Data>
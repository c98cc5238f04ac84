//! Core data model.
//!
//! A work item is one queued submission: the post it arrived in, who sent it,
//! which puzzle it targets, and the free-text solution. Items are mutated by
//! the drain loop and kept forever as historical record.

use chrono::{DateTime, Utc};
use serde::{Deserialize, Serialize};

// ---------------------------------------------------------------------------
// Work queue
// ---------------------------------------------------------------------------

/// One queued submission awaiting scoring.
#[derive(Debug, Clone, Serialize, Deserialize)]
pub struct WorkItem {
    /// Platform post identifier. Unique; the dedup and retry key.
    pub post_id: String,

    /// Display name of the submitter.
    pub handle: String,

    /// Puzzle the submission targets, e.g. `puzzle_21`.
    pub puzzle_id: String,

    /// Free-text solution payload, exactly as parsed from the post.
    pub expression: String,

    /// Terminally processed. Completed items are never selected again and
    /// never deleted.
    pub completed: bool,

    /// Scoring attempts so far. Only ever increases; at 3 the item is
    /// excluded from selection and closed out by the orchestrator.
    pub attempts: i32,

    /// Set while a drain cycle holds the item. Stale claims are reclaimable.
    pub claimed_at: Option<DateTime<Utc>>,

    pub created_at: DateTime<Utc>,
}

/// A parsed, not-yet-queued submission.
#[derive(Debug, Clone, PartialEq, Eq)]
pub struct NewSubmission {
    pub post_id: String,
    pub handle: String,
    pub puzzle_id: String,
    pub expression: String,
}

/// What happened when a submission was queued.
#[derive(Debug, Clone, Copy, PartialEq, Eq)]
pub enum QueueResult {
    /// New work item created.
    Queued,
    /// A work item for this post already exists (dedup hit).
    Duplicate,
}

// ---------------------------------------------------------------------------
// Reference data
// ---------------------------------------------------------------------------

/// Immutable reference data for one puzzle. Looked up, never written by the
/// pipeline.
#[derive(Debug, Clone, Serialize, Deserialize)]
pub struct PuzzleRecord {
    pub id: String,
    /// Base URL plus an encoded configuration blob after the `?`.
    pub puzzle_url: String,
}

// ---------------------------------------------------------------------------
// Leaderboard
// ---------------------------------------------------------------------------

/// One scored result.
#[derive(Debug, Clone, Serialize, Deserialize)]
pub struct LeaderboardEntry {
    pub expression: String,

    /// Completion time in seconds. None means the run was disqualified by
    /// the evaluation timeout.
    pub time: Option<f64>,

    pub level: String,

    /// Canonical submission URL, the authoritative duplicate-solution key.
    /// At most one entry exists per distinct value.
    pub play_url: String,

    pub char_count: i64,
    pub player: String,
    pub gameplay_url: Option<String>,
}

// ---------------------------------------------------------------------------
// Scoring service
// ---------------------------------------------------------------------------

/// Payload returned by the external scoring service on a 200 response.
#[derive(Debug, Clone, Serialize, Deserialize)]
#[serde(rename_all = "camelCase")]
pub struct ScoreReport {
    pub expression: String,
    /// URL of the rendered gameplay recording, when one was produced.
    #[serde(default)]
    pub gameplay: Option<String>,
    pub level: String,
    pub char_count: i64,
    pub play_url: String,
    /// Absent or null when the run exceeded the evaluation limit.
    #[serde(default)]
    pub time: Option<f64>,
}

--

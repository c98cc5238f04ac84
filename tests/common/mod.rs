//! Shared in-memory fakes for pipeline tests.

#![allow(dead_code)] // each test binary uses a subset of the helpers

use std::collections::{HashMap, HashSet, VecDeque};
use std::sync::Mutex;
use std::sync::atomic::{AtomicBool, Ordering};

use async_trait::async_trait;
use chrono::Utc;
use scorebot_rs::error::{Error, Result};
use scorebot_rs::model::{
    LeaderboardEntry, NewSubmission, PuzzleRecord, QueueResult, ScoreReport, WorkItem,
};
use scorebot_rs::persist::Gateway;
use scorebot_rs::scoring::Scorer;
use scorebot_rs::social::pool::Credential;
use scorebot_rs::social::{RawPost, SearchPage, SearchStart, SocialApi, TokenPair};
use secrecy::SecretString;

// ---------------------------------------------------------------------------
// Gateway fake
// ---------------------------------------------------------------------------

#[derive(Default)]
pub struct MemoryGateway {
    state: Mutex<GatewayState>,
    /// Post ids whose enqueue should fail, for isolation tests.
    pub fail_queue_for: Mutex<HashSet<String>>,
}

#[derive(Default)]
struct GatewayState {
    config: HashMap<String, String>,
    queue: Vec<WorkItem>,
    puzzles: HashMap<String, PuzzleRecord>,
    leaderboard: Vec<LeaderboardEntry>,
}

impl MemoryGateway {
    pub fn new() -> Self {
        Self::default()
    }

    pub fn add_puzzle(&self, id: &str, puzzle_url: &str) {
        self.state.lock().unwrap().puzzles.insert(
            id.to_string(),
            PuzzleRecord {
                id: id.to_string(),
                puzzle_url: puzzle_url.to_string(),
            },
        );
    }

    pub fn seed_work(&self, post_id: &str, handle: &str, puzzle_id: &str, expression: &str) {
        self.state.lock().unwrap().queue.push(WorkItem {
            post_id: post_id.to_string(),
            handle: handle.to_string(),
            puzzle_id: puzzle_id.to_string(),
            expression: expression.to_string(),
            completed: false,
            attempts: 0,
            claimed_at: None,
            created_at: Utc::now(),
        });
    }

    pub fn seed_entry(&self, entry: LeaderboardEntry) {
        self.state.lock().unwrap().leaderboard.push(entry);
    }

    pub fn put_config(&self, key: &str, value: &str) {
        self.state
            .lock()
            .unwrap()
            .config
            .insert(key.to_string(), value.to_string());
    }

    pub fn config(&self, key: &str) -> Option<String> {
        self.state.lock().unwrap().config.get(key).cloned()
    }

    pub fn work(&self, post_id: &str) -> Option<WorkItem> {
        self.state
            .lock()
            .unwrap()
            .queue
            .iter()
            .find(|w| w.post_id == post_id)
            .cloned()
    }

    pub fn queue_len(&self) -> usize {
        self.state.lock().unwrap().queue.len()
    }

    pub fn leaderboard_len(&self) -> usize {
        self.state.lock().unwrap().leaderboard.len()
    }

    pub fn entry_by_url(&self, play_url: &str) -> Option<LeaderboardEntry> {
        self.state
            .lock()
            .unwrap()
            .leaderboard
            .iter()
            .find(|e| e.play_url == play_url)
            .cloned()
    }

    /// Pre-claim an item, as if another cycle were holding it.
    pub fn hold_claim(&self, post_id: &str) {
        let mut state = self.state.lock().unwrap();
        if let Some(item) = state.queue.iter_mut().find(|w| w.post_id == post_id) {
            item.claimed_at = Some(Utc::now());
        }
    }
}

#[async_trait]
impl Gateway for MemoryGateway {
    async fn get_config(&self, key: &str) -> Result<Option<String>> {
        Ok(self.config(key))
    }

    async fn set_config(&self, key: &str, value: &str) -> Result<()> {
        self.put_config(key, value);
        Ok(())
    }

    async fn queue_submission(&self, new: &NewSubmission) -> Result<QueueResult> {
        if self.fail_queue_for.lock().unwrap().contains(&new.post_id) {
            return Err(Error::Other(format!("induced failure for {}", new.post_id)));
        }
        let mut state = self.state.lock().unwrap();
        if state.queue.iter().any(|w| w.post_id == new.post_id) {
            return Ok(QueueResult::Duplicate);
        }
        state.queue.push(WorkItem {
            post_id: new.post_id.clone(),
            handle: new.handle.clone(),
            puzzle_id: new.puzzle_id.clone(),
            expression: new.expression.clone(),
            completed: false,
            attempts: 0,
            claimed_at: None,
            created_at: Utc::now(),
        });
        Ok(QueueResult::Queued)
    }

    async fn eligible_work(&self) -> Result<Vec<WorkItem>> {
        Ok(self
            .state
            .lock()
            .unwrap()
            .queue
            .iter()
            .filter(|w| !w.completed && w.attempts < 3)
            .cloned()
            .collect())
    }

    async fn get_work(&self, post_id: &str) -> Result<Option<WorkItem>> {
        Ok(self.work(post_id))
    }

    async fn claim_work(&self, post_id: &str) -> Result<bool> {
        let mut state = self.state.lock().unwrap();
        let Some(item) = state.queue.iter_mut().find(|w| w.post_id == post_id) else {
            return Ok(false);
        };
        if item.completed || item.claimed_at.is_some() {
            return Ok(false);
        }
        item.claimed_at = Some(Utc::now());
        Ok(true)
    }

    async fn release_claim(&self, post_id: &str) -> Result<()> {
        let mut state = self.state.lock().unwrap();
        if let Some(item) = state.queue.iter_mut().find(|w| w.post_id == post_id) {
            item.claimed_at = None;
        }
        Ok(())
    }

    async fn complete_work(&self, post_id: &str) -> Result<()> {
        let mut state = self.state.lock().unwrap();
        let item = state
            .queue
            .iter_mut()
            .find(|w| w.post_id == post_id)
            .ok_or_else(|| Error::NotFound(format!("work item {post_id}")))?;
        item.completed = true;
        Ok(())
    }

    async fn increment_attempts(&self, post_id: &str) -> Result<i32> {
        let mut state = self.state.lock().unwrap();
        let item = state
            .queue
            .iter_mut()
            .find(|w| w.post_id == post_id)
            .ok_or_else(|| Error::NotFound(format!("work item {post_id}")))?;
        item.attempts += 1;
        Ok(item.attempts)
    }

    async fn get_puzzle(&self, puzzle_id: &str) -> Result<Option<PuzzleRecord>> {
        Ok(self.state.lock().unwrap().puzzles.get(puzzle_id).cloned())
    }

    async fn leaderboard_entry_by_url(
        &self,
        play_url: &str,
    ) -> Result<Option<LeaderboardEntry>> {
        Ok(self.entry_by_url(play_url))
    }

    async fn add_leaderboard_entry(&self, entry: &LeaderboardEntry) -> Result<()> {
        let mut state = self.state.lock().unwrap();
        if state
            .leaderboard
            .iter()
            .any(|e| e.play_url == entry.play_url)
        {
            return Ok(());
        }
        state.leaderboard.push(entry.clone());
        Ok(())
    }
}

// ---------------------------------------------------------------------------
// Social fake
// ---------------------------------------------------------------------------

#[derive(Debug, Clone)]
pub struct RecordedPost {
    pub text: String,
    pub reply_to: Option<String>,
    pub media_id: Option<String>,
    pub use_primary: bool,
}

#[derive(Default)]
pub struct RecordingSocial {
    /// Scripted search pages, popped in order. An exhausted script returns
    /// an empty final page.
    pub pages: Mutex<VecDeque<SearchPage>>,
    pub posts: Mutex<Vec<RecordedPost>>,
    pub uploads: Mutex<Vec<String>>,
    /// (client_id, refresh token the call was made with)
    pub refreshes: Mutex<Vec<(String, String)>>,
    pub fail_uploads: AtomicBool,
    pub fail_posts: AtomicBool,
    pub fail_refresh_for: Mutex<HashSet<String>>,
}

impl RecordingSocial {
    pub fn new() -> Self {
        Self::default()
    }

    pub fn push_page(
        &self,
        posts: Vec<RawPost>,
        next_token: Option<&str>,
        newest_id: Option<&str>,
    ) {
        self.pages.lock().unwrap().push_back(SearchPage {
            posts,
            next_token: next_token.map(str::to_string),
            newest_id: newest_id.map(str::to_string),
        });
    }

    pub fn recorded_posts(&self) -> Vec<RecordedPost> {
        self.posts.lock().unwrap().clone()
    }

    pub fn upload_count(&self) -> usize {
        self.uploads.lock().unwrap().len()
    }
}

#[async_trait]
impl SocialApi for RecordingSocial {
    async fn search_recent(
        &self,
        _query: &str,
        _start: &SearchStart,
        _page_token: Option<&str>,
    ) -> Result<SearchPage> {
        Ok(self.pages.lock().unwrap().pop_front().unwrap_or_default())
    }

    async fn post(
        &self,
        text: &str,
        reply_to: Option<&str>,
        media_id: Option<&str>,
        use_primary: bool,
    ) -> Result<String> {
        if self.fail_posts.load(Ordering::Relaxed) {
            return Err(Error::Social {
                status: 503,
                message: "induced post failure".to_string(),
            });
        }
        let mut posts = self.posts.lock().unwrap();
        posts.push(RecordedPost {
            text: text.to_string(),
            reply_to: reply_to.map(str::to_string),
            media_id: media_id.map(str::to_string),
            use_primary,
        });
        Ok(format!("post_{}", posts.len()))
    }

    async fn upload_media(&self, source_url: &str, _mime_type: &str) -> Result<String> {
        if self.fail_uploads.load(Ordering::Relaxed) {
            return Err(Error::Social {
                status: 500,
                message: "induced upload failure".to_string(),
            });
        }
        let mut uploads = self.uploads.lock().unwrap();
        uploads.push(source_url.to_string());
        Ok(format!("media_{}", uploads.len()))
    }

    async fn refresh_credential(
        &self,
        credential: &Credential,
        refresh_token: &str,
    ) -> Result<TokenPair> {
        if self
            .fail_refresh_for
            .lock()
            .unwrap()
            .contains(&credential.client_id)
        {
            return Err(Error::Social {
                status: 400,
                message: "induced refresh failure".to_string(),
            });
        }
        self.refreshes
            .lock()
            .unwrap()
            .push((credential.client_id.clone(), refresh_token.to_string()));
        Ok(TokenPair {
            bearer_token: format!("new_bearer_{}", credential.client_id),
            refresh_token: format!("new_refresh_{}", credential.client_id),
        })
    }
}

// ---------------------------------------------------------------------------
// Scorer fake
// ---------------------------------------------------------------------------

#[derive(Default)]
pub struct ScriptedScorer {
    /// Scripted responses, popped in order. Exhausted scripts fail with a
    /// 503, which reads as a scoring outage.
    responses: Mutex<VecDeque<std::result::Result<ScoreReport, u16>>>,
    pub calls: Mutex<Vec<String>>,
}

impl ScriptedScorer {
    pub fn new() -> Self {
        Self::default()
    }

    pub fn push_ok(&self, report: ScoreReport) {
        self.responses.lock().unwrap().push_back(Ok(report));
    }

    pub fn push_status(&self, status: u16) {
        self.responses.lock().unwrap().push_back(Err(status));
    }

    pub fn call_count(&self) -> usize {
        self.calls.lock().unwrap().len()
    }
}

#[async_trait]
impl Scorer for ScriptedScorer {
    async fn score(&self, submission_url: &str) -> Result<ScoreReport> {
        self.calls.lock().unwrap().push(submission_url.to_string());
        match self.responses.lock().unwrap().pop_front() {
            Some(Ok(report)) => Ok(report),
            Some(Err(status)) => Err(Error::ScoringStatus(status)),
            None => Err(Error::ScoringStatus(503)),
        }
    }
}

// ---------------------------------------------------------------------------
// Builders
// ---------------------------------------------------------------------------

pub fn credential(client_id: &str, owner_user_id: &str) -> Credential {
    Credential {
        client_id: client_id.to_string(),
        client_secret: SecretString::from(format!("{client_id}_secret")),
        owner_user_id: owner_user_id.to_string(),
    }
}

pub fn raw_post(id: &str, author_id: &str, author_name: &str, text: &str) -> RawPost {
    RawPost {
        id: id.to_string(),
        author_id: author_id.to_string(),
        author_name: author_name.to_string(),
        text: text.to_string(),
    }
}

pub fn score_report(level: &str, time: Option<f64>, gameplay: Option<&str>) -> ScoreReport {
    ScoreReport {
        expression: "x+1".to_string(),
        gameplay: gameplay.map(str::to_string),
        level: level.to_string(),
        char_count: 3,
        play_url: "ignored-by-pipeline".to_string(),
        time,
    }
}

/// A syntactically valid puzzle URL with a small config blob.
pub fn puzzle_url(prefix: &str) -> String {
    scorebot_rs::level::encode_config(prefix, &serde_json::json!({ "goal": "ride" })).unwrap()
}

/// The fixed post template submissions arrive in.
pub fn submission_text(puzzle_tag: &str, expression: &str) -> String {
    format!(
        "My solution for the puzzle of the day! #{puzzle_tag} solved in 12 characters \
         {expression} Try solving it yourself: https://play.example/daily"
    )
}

Task goal>
Show every line above in which the word "never" appears.

Answer for the task>
    /// Terminally processed. Completed items are never selected again and
    /// never deleted.
/// Immutable reference data for one puzzle. Looked up, never written by the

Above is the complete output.